The court record goes on to detail that Macumber said they went to the bedroom, and after they lay in bed for about 20 minutes, Carol turned to him and asked, "Do you remember the kids in Scottsdale?"
He recalled responding, "What kids in Scottsdale?"
They separated in April 1974. Bill stayed in the house with the boys, and Carol moved into an apartment with Kennedy, her co-worker.
Then, in August, a gunshot came from behind Macumber's house — the bullet traveled through a window and narrowly missed his head.
Carol became a suspect in the shooting, MCSO reports show.
Around that time, records show, Carol also was involved in an internal investigation at work over her alleged office relationships.
At one point in the apartment they shared, Kennedy said, Carol claimed that her husband had mentioned something shocking a few months earlier. Kennedy continued that Carol said Macumber had confessed to killing two young people in Scottsdale in 1962.
On the morning of August 28, 1974, Macumber drove to the Sheriff's Office for what he was told would be an interview about the suspicious shooting at his house.

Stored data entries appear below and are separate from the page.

/// Title text for a document location.
/// 依文件位置產生視窗標題。
pub fn project_title(location: Option<&Path>) -> String {
    let name = location
        .and_then(Path::file_name)
        .map(|name| name.to_string_lossy().into_owned())
        .unwrap_or_else(|| "untitled".to_string());
    format!("{name} - {APP_TITLE}")
}

/// Loads, saves and exports projects on behalf of an editor.
/// 代表編輯器載入、儲存與匯出專案。
///
/// The store owns the "current location"; `None` means the project has never
/// been saved.
#[derive(Debug)]
pub struct ProjectStore<E, U> {
    editor: E,
    prompts: U,
    location: Option<PathBuf>,
}

impl<E: EditorBridge, U: UserPrompts> ProjectStore<E, U> {
    pub fn new(editor: E, prompts: U) -> Self {
        Self {
            editor,
            prompts,
            location: None,
        }
    }

    pub fn location(&self) -> Option<&Path> {
        self.location.as_deref()
    }

    pub fn editor(&self) -> &E {
        &self.editor
    }

    pub fn editor_mut(&mut self) -> &mut E {
        &mut self.editor
    }

    pub fn prompts(&self) -> &U {
        &self.prompts
    }

    pub fn prompts_mut(&mut self) -> &mut U {
        &mut self.prompts
    }

    pub fn into_parts(self) -> (E, U) {
        (self.editor, self.prompts)
    }

    /// Forgets the current location and pushes an empty project to the editor.
    /// 清除目前位置並載入空白專案。
    pub fn new_project(&mut self) {
        self.location = None;
        self.push_to_editor(&Project::default());
    }

    /// Asks for a project file and loads it.
    pub fn open(&mut self) -> Result<StoreOutcome, StoreError> {
        match self.prompts.choose_open_location() {
            Some(path) => self.load(path).map(|()| StoreOutcome::Completed),
            None => Ok(StoreOutcome::Cancelled),
        }
    }

    /// Loads the project at `path`.
    /// 載入指定路徑的專案。
    ///
    /// On failure the editor and the current location are left untouched.
    pub fn load(&mut self, path: impl Into<PathBuf>) -> Result<(), StoreError> {
        let path = path.into();
        let result = read_project(&path);
        match result {
            Ok(project) => {
                info!("loaded project {}", path.display());
                self.location = Some(path);
                self.push_to_editor(&project);
                Ok(())
            }
            Err(err) => Err(self.fail(err)),
        }
    }

    /// Saves to the current location, or asks for one when unsaved.
    /// 儲存至目前位置；若尚未儲存過則詢問位置。
    pub fn save(&mut self) -> Result<StoreOutcome, StoreError> {
        let Some(path) = self.location.clone() else {
            return self.save_as();
        };
        let project = self.editor.capture_project();
        match write_project(&path, &project) {
            Ok(()) => {
                info!("saved project {}", path.display());
                Ok(StoreOutcome::Completed)
            }
            Err(err) => Err(self.fail(err)),
        }
    }

    /// Asks for a new location, adopts it, then saves.
    pub fn save_as(&mut self) -> Result<StoreOutcome, StoreError> {
        let Some(path) = self.prompts.choose_save_location() else {
            return Ok(StoreOutcome::Cancelled);
        };
        self.location = Some(path);
        self.editor.set_title(self.location.as_deref());
        self.save()
    }

    /// Asks for a folder and hands the captured project to `exporter`.
    /// 詢問匯出資料夾並交由匯出器處理。
    pub fn export_project(
        &mut self,
        exporter: &dyn ProjectExporter,
    ) -> Result<StoreOutcome, StoreError> {
        let Some(folder) = self.prompts.choose_export_folder() else {
            return Ok(StoreOutcome::Cancelled);
        };
        let project = self.editor.capture_project();
        match exporter.export(&project, &folder) {
            Ok(()) => {
                info!("exported project to {}", folder.display());
                Ok(StoreOutcome::Completed)
            }
            Err(source) => Err(self.fail(StoreError::Export { folder, source })),
        }
    }

    fn push_to_editor(&mut self, project: &Project) {
        self.editor.apply_project(project);
        self.editor.set_title(self.location.as_deref());
    }

    fn fail(&mut self, err: StoreError) -> StoreError {
        error!("{err}");
        self.prompts.report_failure(err.user_message());
        err
    }
}

fn read_project(path: &Path) -> Result<Project, StoreError> {
    let text = fs::read_to_string(path).map_err(|source| StoreError::Read {
        path: path.to_path_buf(),
        source,
    })?;
    ProjectDocument::decode(&text).map_err(|source| StoreError::Decode {
        path: path.to_path_buf(),
        source,
    })
}

fn write_project(path: &Path, project: &Project) -> Result<(), StoreError> {
    let text = ProjectDocument::encode(project).map_err(StoreError::Encode)?;
    write_atomic(path, text.as_bytes()).map_err(|source| StoreError::Write {
        path: path.to_path_buf(),
        source,
    })
}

According to court testimony about the interrogation, when investigators asked if he thought Carol was capable of committing the crime, he said yes. But Carol already had made a statement of her own. Without a tape recorder or someone to take detailed notes on hand, Macumber was interrogated about Carol's statement — in which she'd implicated him in the double murder.

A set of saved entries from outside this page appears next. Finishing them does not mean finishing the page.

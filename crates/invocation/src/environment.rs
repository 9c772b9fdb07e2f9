use std::env;
use std::io;
use std::path::PathBuf;

/// File name of the render engine executable.
pub const ENGINE_EXE_NAME: &str = "textrude.exe";

/// Environment variable that overrides the folder the engine is looked up in.
pub const ENGINE_DIR_ENV: &str = "TEXPROJ_ENGINE_DIR";

/// Reports where the application (and the engine next to it) is installed.
/// 回報應用程式（以及同目錄下的引擎）的安裝位置。
pub trait RuntimeEnvironment {
    fn application_folder(&self) -> io::Result<PathBuf>;

    /// Full path of the engine executable.
    fn engine_executable(&self) -> io::Result<PathBuf> {
        Ok(self.application_folder()?.join(ENGINE_EXE_NAME))
    }
}

/// Uses `TEXPROJ_ENGINE_DIR` when set, else the running executable's folder.
/// 優先使用 `TEXPROJ_ENGINE_DIR`，否則使用執行檔所在資料夾。
#[derive(Clone, Copy, Debug, Default)]
pub struct InstalledEnvironment;

impl RuntimeEnvironment for InstalledEnvironment {
    fn application_folder(&self) -> io::Result<PathBuf> {
        if let Some(dir) = env::var_os(ENGINE_DIR_ENV).filter(|value| !value.is_empty()) {
            return Ok(PathBuf::from(dir));
        }
        let exe = env::current_exe()?;
        exe.parent().map(|dir| dir.to_path_buf()).ok_or_else(|| {
            io::Error::new(
                io::ErrorKind::NotFound,
                format!("{} has no parent folder", exe.display()),
            )
        })
    }
}

/// A fixed application folder, for callers that already know it.
#[derive(Clone, Debug)]
pub struct FixedEnvironment(pub PathBuf);

impl FixedEnvironment {
    pub fn new(folder: impl Into<PathBuf>) -> Self {
        Self(folder.into())
    }
}

impl RuntimeEnvironment for FixedEnvironment {
    fn application_folder(&self) -> io::Result<PathBuf> {
        Ok(self.0.clone())
    }
}

#[cfg(test)]
mod tests {
    use super::*;

    #[test]
    fn engine_sits_in_application_folder() {
        let env = FixedEnvironment::new("/opt/render");
        assert_eq!(
            env.engine_executable().unwrap(),
            PathBuf::from("/opt/render").join(ENGINE_EXE_NAME)
        );
    }
}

In court testimony, investigators recounted the interrogation, saying Macumber was cooperative but agitated — and surprised. One detective said Macumber was asked, "Bill, you did tell Carol that you shot those kids, didn't you?"
Carol claimed in her statement that Macumber said the Army had commissioned him to assassinate two people but that he'd shot the wrong couple. She told investigators that Macumber admitted to following the couple down the dirt road, where he shot them from his truck's window, after which he rifled through the woman's purse to make it look like a robbery.

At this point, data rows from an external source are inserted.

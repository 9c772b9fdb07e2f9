//! On-disk project document codec.
//! 專案文件的編碼與解碼。

use log::warn;
use serde::{Deserialize, Serialize};
use thiserror::Error;

use crate::model::Project;

/// Current project document format version.
pub const PROJECT_FORMAT_VERSION: u32 = 1;

/// Conventional extension for project documents.
pub const PROJECT_EXTENSION: &str = "texproj";

/// Errors raised while converting between a [`Project`] and its document text.
/// 專案與文件文字互相轉換時的錯誤。
#[derive(Debug, Error)]
pub enum DocumentError {
    #[error("unable to decode project document: {0}")]
    Decode(#[source] serde_json::Error),
    #[error("unable to encode project document: {0}")]
    Encode(#[source] serde_json::Error),
}

#[derive(Serialize)]
struct DocumentOut<'a> {
    format_version: u32,
    #[serde(flatten)]
    project: &'a Project,
}

#[derive(Deserialize)]
struct DocumentIn {
    #[serde(default = "current_version")]
    format_version: u32,
    #[serde(flatten)]
    project: Project,
}

fn current_version() -> u32 {
    PROJECT_FORMAT_VERSION
}

/// Indented JSON encoding of a project.
///
/// Decoding is lenient in the forward direction: unknown fields are ignored and
/// missing fields take their defaults, so documents written by newer builds
/// still open.
pub struct ProjectDocument;

impl ProjectDocument {
    /// Encodes the project as human-readable, indented JSON.
    /// 將專案編碼為縮排的 JSON。
    pub fn encode(project: &Project) -> Result<String, DocumentError> {
        let document = DocumentOut {
            format_version: PROJECT_FORMAT_VERSION,
            project,
        };
        serde_json::to_string_pretty(&document).map_err(DocumentError::Encode)
    }

    /// Decodes document text produced by [`ProjectDocument::encode`].
    /// 解碼由 [`ProjectDocument::encode`] 產生的文件。
    pub fn decode(text: &str) -> Result<Project, DocumentError> {
        let document: DocumentIn = serde_json::from_str(text).map_err(DocumentError::Decode)?;
        if document.format_version > PROJECT_FORMAT_VERSION {
            warn!(
                "project document version {} is newer than supported version {}",
                document.format_version, PROJECT_FORMAT_VERSION
            );
        }
        Ok(document.project)
    }
}
//! Turns editor state into render-engine invocations.
//! （將編輯器狀態轉換為渲染引擎的呼叫方式。）
//!
//! The same [`RenderOptions`] value is encoded three ways: a direct command
//! line, a JSON argument file and a YAML argument file, each with a batch
//! launcher. [`InvocationBuilder::export_to_folder`] writes all of them next to
//! the model and template files they reference.
//! 同一組 [`RenderOptions`] 會輸出為命令列、JSON 與 YAML 三種形式，並各自附帶啟動腳本。

pub mod command;
pub mod environment;
pub mod export;
pub mod options;

pub use command::{
    parse_render_args, split_command_line, ArgsError, CommandLineBuilder, Invocation,
    UnrepresentableArgument,
};
pub use environment::{
    FixedEnvironment, InstalledEnvironment, RuntimeEnvironment, ENGINE_DIR_ENV, ENGINE_EXE_NAME,
};
pub use export::{
    model_files, ExportError, ExportPlan, ExportReport, ExportedFile, InvocationBuilder,
    JSON_ARGS_FILE, JSON_RENDER_SCRIPT, RENDER_SCRIPT, TEMPLATE_FILE, YAML_ARGS_FILE,
    YAML_RENDER_SCRIPT,
};
pub use options::RenderOptions;
use std::ffi::OsString;
use std::fs;
use std::io;
use std::path::{Path, PathBuf};

/// Writes data atomically by using a temporary sibling file followed by rename.
/// 以臨時檔案搭配 rename 實現原子寫入。
///
/// The temporary file is removed again when the write or rename fails, so the
/// destination either keeps its previous contents or holds the new ones.
pub fn write_atomic(path: &Path, data: &[u8]) -> io::Result<()> {
    if let Some(parent) = path.parent().filter(|p| !p.as_os_str().is_empty()) {
        fs::create_dir_all(parent)?;
    }
    let tmp_path = temp_sibling(path);
    let result = fs::write(&tmp_path, data).and_then(|()| fs::rename(&tmp_path, path));
    if result.is_err() {
        let _ = fs::remove_file(&tmp_path);
    }
    result
}

fn temp_sibling(path: &Path) -> PathBuf {
    let mut name = OsString::from(".");
    name.push(path.file_name().unwrap_or_default());
    name.push(".tmp");
    path.with_file_name(name)
}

Carol related to MCSO investigators that she recalled a night in 1962 when Macumber returned home with blood on his shirt, telling her that three young men had jumped him with a tire iron. According to her, Macumber said he'd fought off the attackers, whom he'd stopped to help because their car was disabled. This must have been the night the couple was shot, she told investigators.
Macumber declined a polygraph test but agreed to have his house searched, his gun collected, and fingerprints taken. Investigators said the partial print — which had been disregarded years before because it'd been impossible to determine whether it was a palm- or fingerprint — matched perfectly with Macumber's palm.
After his parents posted bail, Macumber, then 39, moved in with them.
At trial, Macumber's defense attorneys questioned Carol's motives. What if she'd switched the print in the file? What if, his attorney argued, MCSO deputies had helped her so they could keep the office dating scandal quiet?
Investigators also said Macumber's pistol — the Ithaca .45 he'd surrendered 12 years before and had turned over to investigators after Carol's statement — now matched markings on three bullets plucked from the crime scene.
Carol may have tampered with these, too, his attorneys proffered. Investigators couldn't match bullet markings to the breach face, extractor, or firing pin of Macumber's gun, but they matched ejector marks to three of four bullets. The ejector leaves small indentations on the back of a casing and isn't typically used alone to determine a weapon's match. But the state called an expert witness who said the markings originated from Macumber's gun "to the exclusion of all others in the world."